An interesting chat bot to try out through Facebook Messenger is Keiko, a people search droid. The search can provide a series of questions to help narrow the search to who you are looking for. Yes, you could do this through a normal search engine, but the thing I like about Keiko is the ability to interact and respond to the query with additional questions or suggestions for the search. Keiko can provide other functions other than just searching for a person. Search engines themselves have a lot of Machine Learning involved in ensuring that the results returned are the best match to the person searching and the search criteria.

If you want to have a go with a Machine Learning program, try Google’s Autodraw. In this application you can draw an object and Google will try and suggest clip art that is similar to your drawing. As the program is used, it learns from the drawings and selections that people make.

Further Reading

Join me next time as I look at “N is for networks” in my Digital A-Z series.  See my last post, L is for legal.
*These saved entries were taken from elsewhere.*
//! Completion processing.
//!
//! [`wait`] polls whichever completion queue the buffer's role state selects,
//! feeds successful events through the state table, posts acknowledgment
//! writes when an initiator's data transfer lands, and hands request-queue
//! events to the queue's in-order delivery logic.

use std::time::Duration;

use serde::{Deserialize, Serialize};

use crate::cancel::CancelToken;
use crate::config::{DeliveryMode, TransportConfig};
use crate::connection::Peer;
use crate::deadline::Deadline;
use crate::error::{Result, ResultCode, TransportError};
use crate::handshake::ClientQueueAttrs;
use crate::memory::MemoryHandle;
use crate::metrics::TransportMetrics;
use crate::nic::{CqEvent, CqId, InstanceId, NicDriver, NicError};
use crate::request_queue::{Delivery, RequestQueue};
use crate::role::{Operation, QueueSel, Transition};
use crate::transfer;
use crate::wc::{OpCode, WorkCompletion};

/// Everything an operation needs from the transport.
pub(crate) struct OpContext<'a> {
    pub nic: &'a dyn NicDriver,
    pub config: &'a TransportConfig,
    pub cancel: &'a CancelToken,
    pub metrics: &'a TransportMetrics,
}

impl OpContext<'_> {
    pub fn instance(&self) -> InstanceId {
        self.nic.instance()
    }

    pub fn delivery(&self) -> DeliveryMode {
        self.config.delivery_mode
    }

    /// Deadline for internal waits.
    pub fn op_deadline(&self) -> Deadline {
        Deadline::after(self.config.op_timeout())
    }
}

/// A client the request queue can send unblock notifications to.
#[derive(Debug, Clone, Copy)]
pub(crate) struct UnblockTarget {
    pub instance: InstanceId,
    pub nic_addr: u32,
    pub attrs: ClientQueueAttrs,
}

/// Connection lookups needed while processing completions.
pub(crate) trait PeerLookup {
    fn peer_by_instance(&self, instance: InstanceId) -> Option<Peer>;

    fn unblock_targets(&self) -> Vec<UnblockTarget>;
}

/// Outcome of a completed operation.
#[derive(Debug, Clone, PartialEq, Eq, Serialize, Deserialize)]
pub struct Status {
    /// The operation the caller waited for.
    pub op: Operation,
    /// Always `Ok` on a returned status; failures surface as errors.
    pub result: ResultCode,
    /// Base address of the local buffer.
    pub start: u64,
    /// Byte offset of the transfer within the buffer.
    pub offset: u64,
    /// Bytes moved.
    pub length: u64,
    /// Peer that supplied the data.
    pub src: Option<Peer>,
    /// Peer that received the data.
    pub dest: Option<Peer>,
}

/// Polls `cq` once for at most one slice of `deadline`.
///
/// An expired deadline turns into a non-blocking poll.
pub(crate) fn poll_slice(
    ctx: &OpContext<'_>,
    cq: CqId,
    deadline: &Deadline,
) -> Result<Option<CqEvent>> {
    let slice = deadline.slice(ctx.config.poll_interval());
    if slice.is_zero() {
        return Ok(ctx.nic.try_event(cq)?);
    }
    match ctx.nic.wait_event(cq, slice) {
        Ok(event) => Ok(Some(event)),
        Err(NicError::Timeout { .. }) => Ok(None),
        Err(err) => Err(err.into()),
    }
}

/// Waits for one successful event on `cq`, observing cancellation.
pub(crate) fn poll_until(
    ctx: &OpContext<'_>,
    cq: CqId,
    deadline: Deadline,
    what: &'static str,
) -> Result<CqEvent> {
    loop {
        if ctx.cancel.is_cancelled() {
            return Err(TransportError::Cancelled);
        }
        match poll_slice(ctx, cq, &deadline)? {
            Some(event) if event.ok => return Ok(event),
            Some(event) => {
                ctx.metrics.inc_completion_errors();
                tracing::error!(%cq, what, data = event.data, "completion failure");
                return Err(TransportError::Completion {
                    cq: cq.0,
                    detail: format!("{what}: {:?} event reported failure", event.source),
                });
            }
            None if deadline.is_expired() => {
                return Err(TransportError::Timeout {
                    what,
                    elapsed_ms: deadline.elapsed_ms(),
                })
            }
            None => {}
        }
    }
}

/// Waits until `handle`'s current operation completes.
///
/// `queue` must be the request queue when `handle` is the request-queue
/// buffer. `None` for `timeout` waits without a deadline.
pub(crate) fn wait(
    ctx: &OpContext<'_>,
    handle: &mut MemoryHandle,
    op: Operation,
    timeout: Option<Duration>,
    mut queue: Option<&mut RequestQueue>,
    local: &Peer,
    peers: &dyn PeerLookup,
) -> Result<Status> {
    if !handle.role().accepts(op) {
        return Err(TransportError::invalid(format!(
            "cannot wait for {op:?} on a {} buffer",
            handle.role()
        )));
    }
    if handle.rs.is_complete() && handle.rs.rearms_on_wait() {
        handle.rearm();
    }

    let deadline = Deadline::from_timeout(timeout);
    loop {
        if handle.rs.is_complete() {
            let mut status = handle
                .status
                .clone()
                .ok_or_else(|| TransportError::invalid("buffer has no completed operation"))?;
            // Offsets and peers come from the last operation; `op` echoes the caller.
            status.op = op;
            ctx.metrics.inc_waits_completed();
            return Ok(status);
        }
        if ctx.cancel.is_cancelled() {
            ctx.metrics.inc_waits_cancelled();
            return Err(TransportError::Cancelled);
        }

        let Some(sel) = handle.rs.select_queue() else {
            continue;
        };
        let cq = if sel == QueueSel::RequestQueue {
            let rq = queue
                .as_deref_mut()
                .ok_or_else(|| TransportError::invalid("no request queue registered"))?;
            if let Some(delivery) = rq.take_ready(ctx, peers)? {
                deliver(handle, delivery, local, peers);
                continue;
            }
            rq.wc_cq()
        } else {
            handle.cq_for(sel)?
        };

        match poll_slice(ctx, cq, &deadline)? {
            None if deadline.is_expired() => {
                ctx.metrics.inc_waits_timed_out();
                tracing::debug!(
                    handle = handle.id,
                    role = %handle.role(),
                    state = ?handle.state(),
                    elapsed_ms = deadline.elapsed_ms(),
                    "wait timed out"
                );
                return Err(TransportError::Timeout {
                    what: "wait",
                    elapsed_ms: deadline.elapsed_ms(),
                });
            }
            None => {}
            Some(event) if !event.ok => {
                ctx.metrics.inc_completion_errors();
                tracing::error!(
                    handle = handle.id,
                    role = %handle.role(),
                    state = ?handle.state(),
                    last_op = ?handle.last_op(),
                    queue = ?sel,
                    %cq,
                    source = ?event.source,
                    data = event.data,
                    "completion failure"
                );
                return Err(TransportError::Completion {
                    cq: cq.0,
                    detail: format!(
                        "{} buffer in {:?} (last op {:?}) got a failed {:?} event on {sel:?} queue",
                        handle.role(),
                        handle.state(),
                        handle.last_op(),
                        event.source
                    ),
                });
            }
            Some(event) => process_event(ctx, handle, event, queue.as_deref_mut(), local, peers)?,
        }
    }
}

fn process_event(
    ctx: &OpContext<'_>,
    handle: &mut MemoryHandle,
    event: CqEvent,
    queue: Option<&mut RequestQueue>,
    local: &Peer,
    peers: &dyn PeerLookup,
) -> Result<()> {
    match handle.rs.advance() {
        Transition::Progressed => {}
        Transition::NeedsAck => transfer::post_ack(ctx, handle)?,
        Transition::Completed => {
            let status = completed_status(handle, local)?;
            handle.status = Some(status);
        }
        Transition::Delegate => {
            let rq = queue.ok_or_else(|| TransportError::invalid("no request queue registered"))?;
            if let Some(delivery) = rq.next_request(ctx, event, peers)? {
                deliver(handle, delivery, local, peers);
            }
        }
    }
    Ok(())
}

fn completed_status(handle: &mut MemoryHandle, local: &Peer) -> Result<Status> {
    let (op, length, offset) = if handle.rs.initiated() {
        let op = handle
            .rs
            .last_op()
            .ok_or_else(|| TransportError::invalid("initiated buffer has no last operation"))?;
        let wc = handle.wc;
        let offset = match op {
            OpCode::GetInitiator => wc.dest_offset,
            OpCode::Send => wc.byte_offset,
            _ => wc.src_offset,
        };
        (op, wc.byte_len, offset)
    } else {
        let wc = WorkCompletion::read_from(&handle.channels()?.wc_region, 0)?;
        let op = wc.op_code().ok_or_else(|| {
            TransportError::Serialization(format!("unknown operation code {}", wc.op))
        })?;
        handle.rs.record_arrival(op);
        let offset = if op == OpCode::GetTarget {
            wc.src_offset
        } else {
            wc.dest_offset
        };
        (op, wc.byte_len, offset)
    };

    let peer = handle.channels()?.peer.clone();
    let (src, dest) = if op.local_is_source() {
        (local.clone(), peer)
    } else {
        (peer, local.clone())
    };
    tracing::debug!(
        handle = handle.id,
        role = %handle.role(),
        ?op,
        length,
        offset,
        "operation complete"
    );
    Ok(Status {
        op: Operation::of(op),
        result: ResultCode::Ok,
        start: handle.base(),
        offset,
        length,
        src: Some(src),
        dest: Some(dest),
    })
}

fn deliver(handle: &mut MemoryHandle, delivery: Delivery, local: &Peer, peers: &dyn PeerLookup) {
    handle.rs.deliver();
    let sender = peers.peer_by_instance(delivery.wc.sender());
    if sender.is_none() {
        tracing::warn!(
            slot = delivery.slot,
            instance = delivery.wc.sender(),
            "request from unknown instance"
        );
    }
    handle.status = Some(Status {
        op: Operation::of(OpCode::NewRequest),
        result: ResultCode::Ok,
        start: handle.base(),
        offset: delivery.wc.byte_offset,
        length: delivery.wc.byte_len,
        src: sender,
        dest: Some(local.clone()),
    });
}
This entry was originally posted in Max’s blog.

Max Hemingway is a senior architect for DXC in the United Kingdom. With more than 25 years of experience, he has a broad and deep range of technical knowledge and is able to translate business needs into IT-based solutions. Currently the chief architect of the BAE Systems account in the UK, Max has a proven track record acquired through continual client engagement and delivery of leading edge infrastructures, all of which have delivered positive results for end-clients, including IT cost reduction, expansion of service capability and increased revenues.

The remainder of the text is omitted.